At least you have a colony that is capable of making a new queen, the larger size may have helped. And not absconding due to no queen.


----------



## bibbster (Jun 10, 2016)

That is true. I was concerned with the absconding until I got to that emergency cell and saw it being put to use. Hopefully they'll make good on the project they started.
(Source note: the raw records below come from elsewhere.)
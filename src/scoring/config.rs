use serde::{Deserialize, Serialize};

/// Exam configuration scalars.
///
/// Questions 1..=`module_boundary` form Module I, the rest form
/// Module II. Each module has its own per-question point value and its
/// own minimum correct count; a third minimum applies to the combined
/// correct count. All minimums are inclusive.
///
/// Example YAML:
/// ```yaml
/// total_questions: 80
/// module_boundary: 40
/// module1_points: 10
/// module2_points: 15
/// min_module1_correct: 12
/// min_module2_correct: 16
/// min_total_correct: 32
/// ```
#[derive(Debug, Clone, Deserialize, Serialize, PartialEq, Eq)]
#[serde(deny_unknown_fields, default)]
pub struct ExamConfig {
    /// Total question count N; valid question numbers are 1..=N.
    pub total_questions: u32,

    /// Last question number belonging to Module I.
    pub module_boundary: u32,

    /// Points awarded per correct Module I answer.
    pub module1_points: u32,

    /// Points awarded per correct Module II answer.
    pub module2_points: u32,

    /// Minimum correct answers in Module I to pass.
    pub min_module1_correct: u32,

    /// Minimum correct answers in Module II to pass.
    pub min_module2_correct: u32,

    /// Minimum correct answers overall to pass.
    pub min_total_correct: u32,
}

impl Default for ExamConfig {
    fn default() -> Self {
        Self {
            total_questions: 80,
            module_boundary: 40,
            module1_points: 10,
            module2_points: 15,
            min_module1_correct: 12,
            min_module2_correct: 16,
            min_total_correct: 32,
        }
    }
}

impl ExamConfig {
    /// Number of questions in Module II.
    pub fn module2_questions(&self) -> u32 {
        self.total_questions.saturating_sub(self.module_boundary)
    }

    /// Highest total score any candidate can reach.
    pub fn max_possible_score(&self) -> u32 {
        self.module_boundary * self.module1_points
            + self.module2_questions() * self.module2_points
    }

    /// True if the question number belongs to Module I.
    pub fn is_module1(&self, question: u32) -> bool {
        question <= self.module_boundary
    }
}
I meant to weigh my vac box before the removal so I could see just how many bees I came home with but I failed to do it. Using averaging though, The vac box is a medium and if I were to turn it up on its back and knock them all down, I feel they would easily have filled up 1/3 to 1/2 of the box. Needless to say I was smiling when I transferred them to their new home. Good times for sure!


----------



## Mr.Beeman (May 19, 2012)

Nice removal except for the headache. lol It was no doubt due to the heat and lack of water intake? A camelbak works excellent for this purpose. It fits nicely under your suit/jacket and can be used without removing your veil. All my removal techs are fitted with one. Heat exhaustion is no joke.


----------



## bibbster (Jun 10, 2016)

Thanks. I'm thinking it was just the heat. I took a break about every hour or slightly less and drank 20oz of water, though that may not have been enough. The camelbak would be the way to go for sure if I did these often enough to justify purchasing one. Although, if I keep this up... lol


----------